(Beginning of Extracted material)

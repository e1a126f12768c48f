use actix_web::{
    FromRequest, HttpRequest, HttpResponse, dev::Payload, error::InternalError,
};
use futures_util::future::{Ready, ready};

use crate::models::{ApiResponse, ErrorCode};

/// 路径参数 `{id}` 的安全提取器
///
/// 非正整数直接返回 400，避免落到处理函数里。
#[derive(Debug, Clone, Copy)]
pub struct SafeIDI64(pub i64);

impl FromRequest for SafeIDI64 {
    type Error = actix_web::Error;
    type Future = Ready<Result<Self, Self::Error>>;

    fn from_request(req: &HttpRequest, _payload: &mut Payload) -> Self::Future {
        ready(parse_id(req.match_info().get("id")))
    }
}

fn parse_id(raw: Option<&str>) -> Result<SafeIDI64, actix_web::Error> {
    match raw.and_then(|s| s.parse::<i64>().ok()) {
        Some(id) if id > 0 => Ok(SafeIDI64(id)),
        _ => {
            let response = HttpResponse::BadRequest().json(ApiResponse::error_empty(
                ErrorCode::BadRequest,
                "Invalid id in path",
            ));
            Err(InternalError::from_response("invalid id", response).into())
        }
    }
}

#[cfg(test)]
mod tests {
    use super::*;

    #[test]
    fn test_parse_id() {
        assert_eq!(parse_id(Some("42")).unwrap().0, 42);
        assert!(parse_id(Some("0")).is_err());
        assert!(parse_id(Some("-1")).is_err());
        assert!(parse_id(Some("abc")).is_err());
        assert!(parse_id(None).is_err());
    }
}
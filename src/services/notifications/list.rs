use actix_web::{HttpRequest, HttpResponse, Result as ActixResult};

use super::NotificationService;
use crate::models::notifications::requests::NotificationListParams;
use crate::models::ApiResponse;
use crate::services::common::row_scope;

pub async fn list_notifications(
    service: &NotificationService,
    query: NotificationListParams,
    request: &HttpRequest,
) -> ActixResult<HttpResponse> {
    let storage = service.get_storage(request);
    let scope = row_scope(&storage, request).await?;

    let response = storage
        .list_notifications_with_pagination(query, scope)
        .await?;

    Ok(HttpResponse::Ok().json(ApiResponse::success(
        response,
        "Notification list retrieved successfully",
    )))
}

(End of Extracted material)

◆ Activity
Search the entries for the string "Self" and collect each line that has it.

◆ Task output
    type Future = Ready<Result<Self, Self::Error>>;
    fn from_request(req: &HttpRequest, _payload: &mut Payload) -> Self::Future {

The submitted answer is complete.